▶ **THE TASK**: All lines holding the string "original" should be copied from the data below.

▶ **SOURCE DATA**:
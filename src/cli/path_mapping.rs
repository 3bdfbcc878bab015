use std::path::{Path, PathBuf};

/// Map an input file into an output file path with the given extension.
/// This preserves the input directory structure relative to `input_dir`.
pub fn map_input_to_output(
    input_dir: &Path,
    input_file: &Path,
    output_dir: &Path,
    extension: &str,
) -> PathBuf {
    let relative = input_file.strip_prefix(input_dir).unwrap_or(input_file);
    let mut out = output_dir.join(relative);
    out.set_extension(extension);
    out
}
//! Unit tests for in-memory JSON/CSV conversion
//!
//! Tests cover:
//! - Both conversion directions through the public API
//! - Header discovery, field selection and flattening
//! - Round trips of flat records
//! - Error handling for invalid input and unsupported pairs

use serde_json::{json, Value};
use tabconv::conversion::DataFormat;
use tabconv::{convert, convert_with_metadata, ConversionConfig, ConversionError, FormatError};

fn to_csv(json: &str) -> String {
    convert(json, &ConversionConfig::json_to_csv()).unwrap()
}

fn to_json(csv: &str) -> Value {
    let out = convert(csv, &ConversionConfig::csv_to_json()).unwrap();
    serde_json::from_str(&out).unwrap()
}

#[cfg(test)]
mod json_to_csv_tests {
    use super::*;
    use pretty_assertions::assert_eq;

    #[test]
    fn test_basic_records() {
        let csv = to_csv(r#"[{"name": "Alice", "age": 30, "active": true},
                           {"name": "Bob", "age": 25, "active": false}]"#);
        assert_eq!(csv, "name,age,active\nAlice,30,true\nBob,25,false");
    }

    #[test]
    fn test_empty_array_has_no_header() {
        assert_eq!(to_csv("[]"), "");
        assert_eq!(to_csv("  [ ]  "), "");
    }

    #[test]
    fn test_header_discovery_order() {
        let csv = to_csv(r#"[{"a":1,"b":2},{"b":3,"c":4}]"#);
        assert_eq!(csv.lines().next(), Some("a,b,c"));
    }

    #[test]
    fn test_null_and_missing_are_empty() {
        let csv = to_csv(r#"[{"a": null, "b": 1}, {"b": 2}]"#);
        assert_eq!(csv, "a,b\n,1\n,2");
    }

    #[test]
    fn test_flatten_nested() {
        let config = ConversionConfig::json_to_csv().with_flatten(true);
        let csv = convert(r#"[{"a":{"b":1,"c":2}}]"#, &config).unwrap();
        assert_eq!(csv, "a.b,a.c\n1,2");
    }

    #[test]
    fn test_flatten_with_explicit_dotted_fields() {
        let config = ConversionConfig::json_to_csv()
            .with_flatten(true)
            .with_fields(["user.name", "id"]);
        let csv = convert(
            r#"[{"id": 7, "user": {"name": "Ann", "age": 3}}]"#,
            &config,
        )
        .unwrap();
        assert_eq!(csv, "user.name,id\nAnn,7");
    }

    #[test]
    fn test_non_object_elements_skipped() {
        let result = convert_with_metadata(
            r#"[{"a":1}, "skip-me", {"a":2}]"#,
            &ConversionConfig::json_to_csv(),
        )
        .unwrap();
        assert_eq!(result.content, "a\n1\n2");
        assert_eq!(result.metadata.row_count, 2);
        assert_eq!(result.metadata.skipped_records, 1);
    }

    #[test]
    fn test_explicit_fields_without_records_is_header_only() {
        let config = ConversionConfig::json_to_csv().with_fields(["id", "name"]);
        let csv = convert(r#"[1, "two", null]"#, &config).unwrap();
        assert_eq!(csv, "id,name");
    }

    #[test]
    fn test_single_empty_object() {
        assert_eq!(to_csv("[{}]"), "\n");
        assert_eq!(to_csv("[{}, {}]"), "\n\n");
    }

    #[test]
    fn test_array_elements_are_indexed_records() {
        assert_eq!(to_csv("[[1, 2]]"), "0,1\n1,2");
        assert_eq!(to_csv(r#"[["a"], {"0": "b", "x": 1}]"#), "0,x\na,\nb,1");
    }

    #[test]
    fn test_custom_delimiter_quotes_only_that_delimiter() {
        let config = ConversionConfig::json_to_csv().with_delimiter(';').unwrap();
        let csv = convert(r#"[{"x": "a,b", "y": "c;d"}]"#, &config).unwrap();
        assert_eq!(csv, "x;y\na,b;\"c;d\"");
    }

    #[test]
    fn test_arrays_stay_single_cells() {
        let csv = to_csv(r#"[{"tags": ["a", "b"]}]"#);
        assert_eq!(csv, "tags\n\"[\"\"a\"\",\"\"b\"\"]\"");
    }
}

#[cfg(test)]
mod csv_to_json_tests {
    use super::*;
    use pretty_assertions::assert_eq;

    #[test]
    fn test_basic_rows_with_coercion() {
        let value = to_json("id,name,active,score\n1,Alice,true,9.5\n2,Bob,false,\n");
        assert_eq!(
            value,
            json!([
                {"id": 1, "name": "Alice", "active": true, "score": 9.5},
                {"id": 2, "name": "Bob", "active": false, "score": null}
            ])
        );
    }

    #[test]
    fn test_empty_input() {
        assert_eq!(to_json(""), json!([]));
        assert_eq!(to_json("\n\n  \n"), json!([]));
        assert_eq!(to_json("only,header"), json!([]));
    }

    #[test]
    fn test_key_order_follows_header() {
        let out = convert("b,a\n1,2", &ConversionConfig::csv_to_json().with_pretty(false)).unwrap();
        assert_eq!(out, r#"[{"b":1,"a":2}]"#);
    }

    #[test]
    fn test_crlf_input() {
        assert_eq!(to_json("a,b\r\nx,y\r\n"), json!([{"a": "x", "b": "y"}]));
    }

    #[test]
    fn test_short_rows_omit_trailing_keys() {
        assert_eq!(to_json("a,b,c\n1"), json!([{"a": 1}]));
    }

    #[test]
    fn test_pretty_output_uses_two_spaces() {
        let out = convert("a\n1", &ConversionConfig::csv_to_json()).unwrap();
        assert_eq!(out, "[\n  {\n    \"a\": 1\n  }\n]");
    }

    #[test]
    fn test_infinite_numbers_become_null() {
        assert_eq!(
            to_json("a,b,c,d\nInfinity,-Infinity,1e400,NaN"),
            json!([{"a": null, "b": null, "c": null, "d": "NaN"}])
        );
    }

    #[test]
    fn test_integer_boundary() {
        let config = ConversionConfig::csv_to_json().with_pretty(false);
        let out = convert("a,b\n9007199254740992,9007199254740993", &config).unwrap();
        assert_eq!(out, r#"[{"a":9007199254740992,"b":9007199254740992}]"#);
    }

    #[test]
    fn test_in_memory_text_is_not_size_limited() {
        let config = ConversionConfig::csv_to_json().with_memory_limit(1024);
        let raw = format!("a\n{}", "x".repeat(2000));
        let value: Value = serde_json::from_str(&convert(&raw, &config).unwrap()).unwrap();
        assert_eq!(value[0]["a"].as_str().map(str::len), Some(2000));
    }

    #[test]
    fn test_tab_delimited() {
        let config = ConversionConfig::csv_to_json().with_delimiter('\t').unwrap();
        let out = convert("a\tb\nx,y\tz", &config.with_pretty(false)).unwrap();
        assert_eq!(out, r#"[{"a":"x,y","b":"z"}]"#);
    }
}

#[cfg(test)]
mod round_trip_tests {
    use super::*;
    use pretty_assertions::assert_eq;

    #[test]
    fn test_flat_records_round_trip() {
        let original = json!([
            {"id": 1, "name": "Alice", "active": true, "note": null},
            {"id": 2, "name": "Bob", "active": false, "note": "x y"},
            {"id": 3, "name": "Eve", "active": true, "note": "-1.5e3 text"}
        ]);

        let csv = to_csv(&original.to_string());
        assert_eq!(to_json(&csv), original);
    }

    #[test]
    fn test_numeric_strings_become_numbers() {
        let csv = to_csv(r#"[{"zip": "02134", "flag": "true"}]"#);
        assert_eq!(to_json(&csv), json!([{"zip": 2134, "flag": true}]));
    }
}

#[cfg(test)]
mod error_tests {
    use super::*;
    use pretty_assertions::assert_eq;

    #[test]
    fn test_invalid_json() {
        let err = convert(r#"[{"a": }]"#, &ConversionConfig::json_to_csv()).unwrap_err();
        assert!(matches!(err, ConversionError::ParseError(_)));
        assert!(err.user_message().starts_with("Failed to parse JSON:"));
    }

    #[test]
    fn test_root_not_array() {
        let err = convert(r#"{"a": 1}"#, &ConversionConfig::json_to_csv()).unwrap_err();
        assert!(matches!(
            err,
            ConversionError::FormatError(FormatError::NotAnArray { .. })
        ));
    }

    #[test]
    fn test_unsupported_pair() {
        let config = ConversionConfig::default().with_formats(DataFormat::Json, DataFormat::Json);
        let err = convert("[]", &config).unwrap_err();
        assert_eq!(err.user_message(), "Unsupported conversion: json to json");
    }

    #[test]
    fn test_strict_quotes() {
        let config = ConversionConfig::csv_to_json().with_strict_quotes(true);
        let err = convert("a\n\"unterminated", &config).unwrap_err();
        assert!(err.user_message().starts_with("Failed to parse CSV:"));

        assert_eq!(to_json("a\n\"unterminated"), json!([{"a": "unterminated"}]));
    }
}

▶ **SOLVED PROBLEM**:
        let original = json!([
        let csv = to_csv(&original.to_string());
        assert_eq!(to_json(&csv), original);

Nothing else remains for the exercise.